The Rio Tinto-owned Energy Resources of Australia is one of the few miners to miss out on the boom.
The share price of Australia's largest producer of uranium oxide has nearly halved this year towards levels not seen since 2008. Lower grades have cut production and increased costs, and investors have been concerned about the impact of the upcoming wet season on its Ranger mine in the Northern Territory.
A delay in environmental approval for its heap leach facility, which is required to maintain production once the Ranger pit is exhausted in 2012, has also weighed on the stock.
Uranium explorer Extract Resources may be miles away from production but that hasn't stopped investors from piling into the stock on hopes that the company's Husab mine in Namibia could be the second largest uranium mine in the world.
Extract shares have soared more than 50 per cent in the past two months to a 14-month high of $9.19 this week. The stock has been one of the best performers over the past two years - gaining 600 per cent.
Since April 2009, the company has been working towards a definitive feasibility study at Husab on the basis of an open-pit mine supplying 15 million tonnes of ore a year.
The company expects to hand down the definitive feasibility study in the first quarter of 2011 and commission the site in 2014.

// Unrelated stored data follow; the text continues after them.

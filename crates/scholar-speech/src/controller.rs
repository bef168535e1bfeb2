//! One panel's speech surface: its own recognizer plus the shared synthesizer.

use std::sync::Arc;

use scholar_core::config::SpeechConfig;
use scholar_core::{OwnerId, Result, SpeechSession};

use crate::engine::RecognitionEngine;
use crate::recognition::RecognitionController;
use crate::synthesis::{SpeakerHandle, SpeechSynthesizer, UtteranceToken};

#[derive(Debug)]
pub struct SpeechController {
    recognition: RecognitionController,
    synthesis: Arc<SpeechSynthesizer>,
}

impl SpeechController {
    pub fn new(
        recognition_engine: Arc<dyn RecognitionEngine>,
        synthesizer: Arc<SpeechSynthesizer>,
        config: &SpeechConfig,
    ) -> Self {
        Self {
            recognition: RecognitionController::new(recognition_engine, config),
            synthesis: synthesizer,
        }
    }

    pub fn recognition(&self) -> &RecognitionController {
        &self.recognition
    }

    pub fn synthesizer(&self) -> &Arc<SpeechSynthesizer> {
        &self.synthesis
    }

    /// A new read-aloud handle on the shared synthesizer.
    pub fn speaker(&self) -> SpeakerHandle {
        SpeakerHandle::new(self.synthesis.clone())
    }

    pub fn start_listening(&self) -> Result<()> {
        self.recognition.start_listening()
    }

    pub fn stop_listening(&self) {
        self.recognition.stop_listening()
    }

    pub fn speak(&self, owner: OwnerId, text: &str) -> Result<UtteranceToken> {
        self.synthesis.speak(owner, text)
    }

    pub fn cancel_speech(&self) {
        self.synthesis.cancel_speech()
    }

    /// Called right before a request goes out: the microphone is released and
    /// any reading of a previous answer stops.
    pub fn prepare_for_request(&self) {
        self.recognition.stop_listening();
        self.synthesis.cancel_speech();
    }

    /// Called when the panel closes.
    pub fn dismiss(&self) {
        self.synthesis.cancel_speech();
        self.recognition.stop_listening();
        tracing::debug!("Speech controller dismissed");
    }

    pub fn session(&self) -> SpeechSession {
        SpeechSession {
            listening: self.recognition.is_listening(),
            speaking: self.synthesis.is_speaking(),
            active_utterance_owner: self.synthesis.active_owner(),
        }
    }
}

// =============================================================================
// Tests
// =============================================================================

Uranium prices could rise further alongside other commodities, despite fears of oversupply in the future.
BHP Billiton's Olympic Dam has huge potential for uranium production, but the company has been wary of its potential to flood the uranium market and depress prices.
Olympic Dam - the world's largest known uranium resource - could ultimately produce more than 30,000 tonnes of uranium a year. Last year, total global uranium production was about 58,000 tonnes.